Human DSPP: Novel System for Slip-Replication and Epigenetic-Based Variation Studies

Objectives: Examine dentin's most abundant noncollagenous protein, DSPP's (dentin sialophosphoprotein), extraordinary variation in the ~240 SerSerAsp-encoded repeat within normal humans. Methods: Sequencing of DSPP-repeat domain from 188 human chromosomes of diverse geographical origins. Bisulfite-treated sequencing of embryonic and somatic cell genomic DNA to explore epigenetic explanation of the many single nucleic acid polymorphisms (SNPs) encountered. Results: DSPP-repeat contained a ~1.2kb hypervariable region (DSPP-hvrr) with extraordinary rates of change. There were 37 haplotypes comprised of specific combinations of 20 insertions/deletions (indels) due to slip-replication during meiosis and 37 predominantly C-to-T SNPs, making DSPP more diverse than most genes. Throughout the DSPP-repeat, the most frequent changes from the proposed primordial 9-basepair repeat (AGC-AGC-GAC encoding the SerSerAsp repeat) were at CpG motifs that are generally accepted to be prone to epigenetic methylation and subsequent deamination to TpG in other genes. Interestingly, the second most frequent transitions occurred at CpNpG sites for which methylation/deamination to TpNpG has been described in plants but is not well documented in normal human cells. Bisulfite-sequencing showed that DSPP-hvrr cytosines can be methylated at both CpG and CpNpG (specifically, CAG) sites.

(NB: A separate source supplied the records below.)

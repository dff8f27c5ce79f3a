mod config;

pub use config::{AmbienceConfig, AudioConfig, Config, GuardConfig, TimerConfig};

use std::path::PathBuf;

use crate::error::ConfigError;

/// Returns `~/.config/focuspace[-dev]/` based on FOCUSPACE_ENV.
///
/// Set FOCUSPACE_ENV=dev to use development data directory.
///
/// # Errors
/// Returns an error if creating the config directory fails.
pub fn data_dir() -> Result<PathBuf, ConfigError> {
    let base_dir = dirs::home_dir()
        .unwrap_or_else(|| PathBuf::from("."))
        .join(".config");

    let env = std::env::var("FOCUSPACE_ENV").unwrap_or_else(|_| "production".to_string());

    let dir = if env == "dev" {
        base_dir.join("focuspace-dev")
    } else {
        base_dir.join("focuspace")
    };

    std::fs::create_dir_all(&dir).map_err(|source| ConfigError::DataDir {
        path: dir.clone(),
        source,
    })?;
    Ok(dir)
}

Analysis of the 37 DSPP-hvrr haplotypes from 94 geographically diverse people suggests it apparently changes so rapidly that it may be a useful autosomal marker to track ancient human migration. For example, DSPP-hvrr haplotype 21 was frequent in Asians as well as their descendent Amerindians of North and South America, but was absent in the chromosomes of European descent. Conclusions: The normal population was found to have extraordinarily high levels of DSPP indels (comparable to microsatellites) and epigenetic-related SNPs. Indeed, bisulfite-sequencing shows that DSPP is methylated at both the common CpG and, for the first time in normal humans, CpNpG sequences. Furthermore, DSPP-hvrr may be a useful autosomal marker for ethno-geographic human migration studies. (supported by DIR/NIDCR/NIH/DHHS)